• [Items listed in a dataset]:
——————————

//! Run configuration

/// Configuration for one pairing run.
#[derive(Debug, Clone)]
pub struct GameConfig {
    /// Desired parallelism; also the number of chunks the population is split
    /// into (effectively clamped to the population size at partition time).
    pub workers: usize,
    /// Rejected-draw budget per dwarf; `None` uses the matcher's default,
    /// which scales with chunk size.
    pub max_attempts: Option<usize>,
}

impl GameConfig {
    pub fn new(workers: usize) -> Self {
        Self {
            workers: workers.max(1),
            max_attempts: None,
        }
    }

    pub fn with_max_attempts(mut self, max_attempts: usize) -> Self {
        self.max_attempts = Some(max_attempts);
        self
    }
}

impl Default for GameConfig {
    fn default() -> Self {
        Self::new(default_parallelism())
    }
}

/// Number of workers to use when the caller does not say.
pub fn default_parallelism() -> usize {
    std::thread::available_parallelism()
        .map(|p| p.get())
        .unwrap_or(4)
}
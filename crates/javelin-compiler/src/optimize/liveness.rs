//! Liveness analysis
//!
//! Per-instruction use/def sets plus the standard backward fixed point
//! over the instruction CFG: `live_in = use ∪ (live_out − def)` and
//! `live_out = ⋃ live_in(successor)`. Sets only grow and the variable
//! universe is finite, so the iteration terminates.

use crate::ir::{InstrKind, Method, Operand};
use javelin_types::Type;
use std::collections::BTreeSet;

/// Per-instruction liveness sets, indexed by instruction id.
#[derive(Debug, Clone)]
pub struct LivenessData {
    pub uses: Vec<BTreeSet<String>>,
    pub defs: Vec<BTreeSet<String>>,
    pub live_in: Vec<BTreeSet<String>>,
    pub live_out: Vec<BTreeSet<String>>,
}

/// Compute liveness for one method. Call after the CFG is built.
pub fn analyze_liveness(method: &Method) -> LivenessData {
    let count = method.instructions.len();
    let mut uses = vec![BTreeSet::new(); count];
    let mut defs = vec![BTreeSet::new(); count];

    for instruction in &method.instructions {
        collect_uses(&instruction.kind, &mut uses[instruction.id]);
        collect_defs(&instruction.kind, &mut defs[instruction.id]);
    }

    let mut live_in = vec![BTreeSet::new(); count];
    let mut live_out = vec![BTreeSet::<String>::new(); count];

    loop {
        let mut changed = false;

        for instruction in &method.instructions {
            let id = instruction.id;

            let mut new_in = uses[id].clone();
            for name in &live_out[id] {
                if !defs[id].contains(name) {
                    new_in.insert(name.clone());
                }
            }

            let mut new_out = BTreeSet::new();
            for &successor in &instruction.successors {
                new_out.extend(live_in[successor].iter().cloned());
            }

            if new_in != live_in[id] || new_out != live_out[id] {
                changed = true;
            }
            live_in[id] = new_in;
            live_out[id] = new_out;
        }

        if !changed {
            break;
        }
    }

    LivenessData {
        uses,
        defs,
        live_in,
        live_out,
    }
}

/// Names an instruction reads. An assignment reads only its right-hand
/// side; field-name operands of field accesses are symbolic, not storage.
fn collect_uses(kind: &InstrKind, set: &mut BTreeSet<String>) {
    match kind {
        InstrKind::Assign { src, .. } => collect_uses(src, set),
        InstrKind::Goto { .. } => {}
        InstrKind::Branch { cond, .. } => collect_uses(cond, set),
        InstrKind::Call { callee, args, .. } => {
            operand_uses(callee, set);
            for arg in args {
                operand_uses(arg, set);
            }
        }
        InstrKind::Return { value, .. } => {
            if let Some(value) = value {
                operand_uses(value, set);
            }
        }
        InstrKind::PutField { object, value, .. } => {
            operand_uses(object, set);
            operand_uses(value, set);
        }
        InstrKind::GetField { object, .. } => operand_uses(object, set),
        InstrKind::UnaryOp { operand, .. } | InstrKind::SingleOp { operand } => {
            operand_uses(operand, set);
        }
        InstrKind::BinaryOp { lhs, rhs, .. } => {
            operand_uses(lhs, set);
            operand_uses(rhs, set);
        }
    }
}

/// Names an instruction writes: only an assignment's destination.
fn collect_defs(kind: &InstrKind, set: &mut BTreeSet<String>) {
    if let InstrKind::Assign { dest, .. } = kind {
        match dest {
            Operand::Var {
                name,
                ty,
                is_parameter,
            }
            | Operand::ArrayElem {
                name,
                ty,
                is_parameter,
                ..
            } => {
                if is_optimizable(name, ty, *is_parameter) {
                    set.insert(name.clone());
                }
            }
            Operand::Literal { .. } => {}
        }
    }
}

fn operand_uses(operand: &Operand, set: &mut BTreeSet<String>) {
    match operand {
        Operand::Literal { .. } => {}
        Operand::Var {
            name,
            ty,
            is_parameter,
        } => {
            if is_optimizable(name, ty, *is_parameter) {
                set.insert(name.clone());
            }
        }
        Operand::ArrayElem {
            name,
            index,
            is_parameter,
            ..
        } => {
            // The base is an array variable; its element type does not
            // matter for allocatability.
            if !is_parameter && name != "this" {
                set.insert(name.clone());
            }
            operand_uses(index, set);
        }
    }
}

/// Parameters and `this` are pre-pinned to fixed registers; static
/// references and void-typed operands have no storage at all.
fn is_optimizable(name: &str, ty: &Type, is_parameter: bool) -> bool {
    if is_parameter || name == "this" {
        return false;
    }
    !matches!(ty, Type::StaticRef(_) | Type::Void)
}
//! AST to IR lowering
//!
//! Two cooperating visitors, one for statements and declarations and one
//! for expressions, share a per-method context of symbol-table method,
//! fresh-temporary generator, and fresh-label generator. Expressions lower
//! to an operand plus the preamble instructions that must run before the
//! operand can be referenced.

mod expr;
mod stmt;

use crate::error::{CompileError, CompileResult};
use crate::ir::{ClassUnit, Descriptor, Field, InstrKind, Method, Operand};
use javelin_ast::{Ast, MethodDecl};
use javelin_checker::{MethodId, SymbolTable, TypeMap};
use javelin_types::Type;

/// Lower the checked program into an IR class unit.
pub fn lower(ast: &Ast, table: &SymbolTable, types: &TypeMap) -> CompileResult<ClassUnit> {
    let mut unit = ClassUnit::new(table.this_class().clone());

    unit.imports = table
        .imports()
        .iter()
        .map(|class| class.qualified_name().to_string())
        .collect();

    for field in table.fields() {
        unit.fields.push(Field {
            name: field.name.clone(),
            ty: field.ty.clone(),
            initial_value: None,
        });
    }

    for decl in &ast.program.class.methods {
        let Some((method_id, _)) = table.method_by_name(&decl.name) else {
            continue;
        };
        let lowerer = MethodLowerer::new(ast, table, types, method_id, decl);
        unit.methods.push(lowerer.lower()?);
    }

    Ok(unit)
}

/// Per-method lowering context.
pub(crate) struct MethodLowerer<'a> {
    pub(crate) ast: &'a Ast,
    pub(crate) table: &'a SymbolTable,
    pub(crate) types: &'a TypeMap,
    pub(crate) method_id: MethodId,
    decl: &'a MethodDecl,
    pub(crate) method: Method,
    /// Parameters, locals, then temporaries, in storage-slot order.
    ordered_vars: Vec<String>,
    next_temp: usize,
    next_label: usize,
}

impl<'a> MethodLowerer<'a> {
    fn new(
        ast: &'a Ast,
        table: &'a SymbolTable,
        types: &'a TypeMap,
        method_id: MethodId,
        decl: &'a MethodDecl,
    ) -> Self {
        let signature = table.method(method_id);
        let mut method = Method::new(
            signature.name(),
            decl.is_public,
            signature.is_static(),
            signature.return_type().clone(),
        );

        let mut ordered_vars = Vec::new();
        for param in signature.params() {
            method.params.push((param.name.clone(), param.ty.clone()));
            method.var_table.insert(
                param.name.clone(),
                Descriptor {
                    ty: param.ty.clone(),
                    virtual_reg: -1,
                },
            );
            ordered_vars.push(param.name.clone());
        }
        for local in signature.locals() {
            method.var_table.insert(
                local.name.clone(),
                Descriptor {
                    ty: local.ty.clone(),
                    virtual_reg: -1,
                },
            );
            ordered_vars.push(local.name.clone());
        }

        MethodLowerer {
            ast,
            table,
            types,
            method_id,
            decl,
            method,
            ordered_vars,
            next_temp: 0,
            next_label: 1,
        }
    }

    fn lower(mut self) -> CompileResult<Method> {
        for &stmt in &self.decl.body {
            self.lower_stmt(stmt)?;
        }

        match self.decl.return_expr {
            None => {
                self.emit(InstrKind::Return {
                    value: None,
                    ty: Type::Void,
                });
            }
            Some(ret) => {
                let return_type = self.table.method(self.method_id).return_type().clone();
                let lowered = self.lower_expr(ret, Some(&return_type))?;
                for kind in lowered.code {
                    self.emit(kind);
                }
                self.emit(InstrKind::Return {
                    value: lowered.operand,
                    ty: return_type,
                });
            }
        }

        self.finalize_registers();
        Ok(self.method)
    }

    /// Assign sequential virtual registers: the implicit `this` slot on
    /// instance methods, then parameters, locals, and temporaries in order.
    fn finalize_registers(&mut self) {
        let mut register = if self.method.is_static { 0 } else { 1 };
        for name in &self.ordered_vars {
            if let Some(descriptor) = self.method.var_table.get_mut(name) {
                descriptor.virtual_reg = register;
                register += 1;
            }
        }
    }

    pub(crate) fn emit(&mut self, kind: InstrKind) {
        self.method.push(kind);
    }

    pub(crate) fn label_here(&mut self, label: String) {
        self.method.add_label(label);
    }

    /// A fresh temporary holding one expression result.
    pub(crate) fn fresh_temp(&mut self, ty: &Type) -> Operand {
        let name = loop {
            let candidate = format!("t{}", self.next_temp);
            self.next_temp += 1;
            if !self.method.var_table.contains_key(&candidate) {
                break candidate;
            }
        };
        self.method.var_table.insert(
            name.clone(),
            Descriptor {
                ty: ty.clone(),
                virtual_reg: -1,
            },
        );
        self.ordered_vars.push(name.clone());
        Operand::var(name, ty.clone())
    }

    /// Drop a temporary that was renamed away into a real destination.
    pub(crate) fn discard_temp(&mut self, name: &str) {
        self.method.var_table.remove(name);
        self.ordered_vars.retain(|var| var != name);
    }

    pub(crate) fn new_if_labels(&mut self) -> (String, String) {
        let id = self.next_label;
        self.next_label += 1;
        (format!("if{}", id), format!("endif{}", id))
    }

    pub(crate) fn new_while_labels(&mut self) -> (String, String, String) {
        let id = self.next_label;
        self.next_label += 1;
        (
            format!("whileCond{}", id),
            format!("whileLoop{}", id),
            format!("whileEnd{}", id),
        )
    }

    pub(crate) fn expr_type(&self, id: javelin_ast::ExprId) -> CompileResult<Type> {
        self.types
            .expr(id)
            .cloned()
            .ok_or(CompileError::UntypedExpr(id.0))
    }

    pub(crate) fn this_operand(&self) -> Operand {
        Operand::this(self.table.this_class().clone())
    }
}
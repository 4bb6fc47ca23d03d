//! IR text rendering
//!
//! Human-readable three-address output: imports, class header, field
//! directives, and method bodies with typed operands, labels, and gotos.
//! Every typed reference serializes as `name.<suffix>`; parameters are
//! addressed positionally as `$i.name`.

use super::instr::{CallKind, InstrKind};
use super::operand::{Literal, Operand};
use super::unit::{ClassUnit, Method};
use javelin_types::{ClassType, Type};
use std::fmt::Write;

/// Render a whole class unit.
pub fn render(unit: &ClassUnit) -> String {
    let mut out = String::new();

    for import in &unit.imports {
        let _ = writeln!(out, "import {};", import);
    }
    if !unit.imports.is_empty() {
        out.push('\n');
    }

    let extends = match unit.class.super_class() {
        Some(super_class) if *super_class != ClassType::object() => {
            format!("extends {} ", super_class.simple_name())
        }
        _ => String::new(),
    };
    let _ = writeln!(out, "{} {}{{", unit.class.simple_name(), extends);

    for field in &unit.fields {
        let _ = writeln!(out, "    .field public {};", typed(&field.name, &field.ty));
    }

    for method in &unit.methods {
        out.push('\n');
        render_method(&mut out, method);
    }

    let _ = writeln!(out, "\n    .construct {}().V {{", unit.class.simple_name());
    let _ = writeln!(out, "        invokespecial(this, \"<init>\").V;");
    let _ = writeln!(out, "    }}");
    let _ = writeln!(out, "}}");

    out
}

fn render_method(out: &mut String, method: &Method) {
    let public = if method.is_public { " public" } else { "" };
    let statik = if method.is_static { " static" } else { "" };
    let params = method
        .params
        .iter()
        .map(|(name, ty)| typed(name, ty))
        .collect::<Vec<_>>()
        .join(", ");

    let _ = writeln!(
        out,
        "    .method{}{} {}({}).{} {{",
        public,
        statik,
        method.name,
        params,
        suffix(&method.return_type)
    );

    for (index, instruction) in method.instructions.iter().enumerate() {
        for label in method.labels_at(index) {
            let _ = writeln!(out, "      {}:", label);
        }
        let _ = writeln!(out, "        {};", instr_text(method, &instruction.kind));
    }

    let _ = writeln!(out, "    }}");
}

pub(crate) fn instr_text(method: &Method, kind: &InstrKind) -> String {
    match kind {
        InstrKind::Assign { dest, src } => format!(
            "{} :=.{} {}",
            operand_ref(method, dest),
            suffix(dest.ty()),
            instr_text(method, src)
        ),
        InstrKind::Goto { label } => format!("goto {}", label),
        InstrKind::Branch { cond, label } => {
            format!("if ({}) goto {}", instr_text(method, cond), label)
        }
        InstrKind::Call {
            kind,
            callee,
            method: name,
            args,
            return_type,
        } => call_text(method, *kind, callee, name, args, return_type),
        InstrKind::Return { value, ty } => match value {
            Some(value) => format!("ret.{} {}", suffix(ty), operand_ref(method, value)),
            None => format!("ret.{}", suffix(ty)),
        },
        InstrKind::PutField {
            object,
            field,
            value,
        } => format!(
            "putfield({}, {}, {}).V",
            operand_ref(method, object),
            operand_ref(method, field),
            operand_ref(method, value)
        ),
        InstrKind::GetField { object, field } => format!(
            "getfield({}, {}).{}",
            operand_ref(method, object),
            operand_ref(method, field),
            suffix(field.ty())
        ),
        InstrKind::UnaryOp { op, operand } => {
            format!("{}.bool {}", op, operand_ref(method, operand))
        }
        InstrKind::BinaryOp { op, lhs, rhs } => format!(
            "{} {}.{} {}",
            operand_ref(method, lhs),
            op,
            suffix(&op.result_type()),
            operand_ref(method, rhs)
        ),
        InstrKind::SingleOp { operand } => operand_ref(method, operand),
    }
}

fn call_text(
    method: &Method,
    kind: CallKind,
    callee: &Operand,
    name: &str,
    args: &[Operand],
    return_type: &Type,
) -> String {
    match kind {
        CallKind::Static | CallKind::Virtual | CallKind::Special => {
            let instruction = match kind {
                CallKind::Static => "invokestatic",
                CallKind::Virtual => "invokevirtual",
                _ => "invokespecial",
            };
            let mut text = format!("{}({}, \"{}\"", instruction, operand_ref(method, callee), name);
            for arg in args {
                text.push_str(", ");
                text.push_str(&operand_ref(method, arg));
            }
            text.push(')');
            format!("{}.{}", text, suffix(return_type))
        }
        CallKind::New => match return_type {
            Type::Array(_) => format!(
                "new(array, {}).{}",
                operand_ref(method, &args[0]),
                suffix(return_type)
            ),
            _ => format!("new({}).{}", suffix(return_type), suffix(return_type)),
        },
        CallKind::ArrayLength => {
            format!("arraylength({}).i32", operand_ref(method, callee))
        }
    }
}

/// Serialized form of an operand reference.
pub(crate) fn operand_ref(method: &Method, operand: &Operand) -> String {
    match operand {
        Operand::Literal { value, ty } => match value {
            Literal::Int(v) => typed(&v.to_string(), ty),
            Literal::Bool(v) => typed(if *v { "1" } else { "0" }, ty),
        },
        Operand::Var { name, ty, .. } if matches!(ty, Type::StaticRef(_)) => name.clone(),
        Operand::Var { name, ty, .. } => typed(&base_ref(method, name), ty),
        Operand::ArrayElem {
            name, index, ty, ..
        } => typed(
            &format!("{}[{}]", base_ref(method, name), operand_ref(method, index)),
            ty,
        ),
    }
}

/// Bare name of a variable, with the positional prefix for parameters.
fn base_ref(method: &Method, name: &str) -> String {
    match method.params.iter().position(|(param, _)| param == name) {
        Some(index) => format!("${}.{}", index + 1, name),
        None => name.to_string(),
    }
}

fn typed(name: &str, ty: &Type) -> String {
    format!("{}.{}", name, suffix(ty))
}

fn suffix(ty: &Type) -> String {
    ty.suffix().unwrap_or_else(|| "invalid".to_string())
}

——————————

• [THE PROBLEM]: Count each line above where the word "LivenessData" appears, and answer with nothing except that count.

• [WRITTEN REPLY]: 3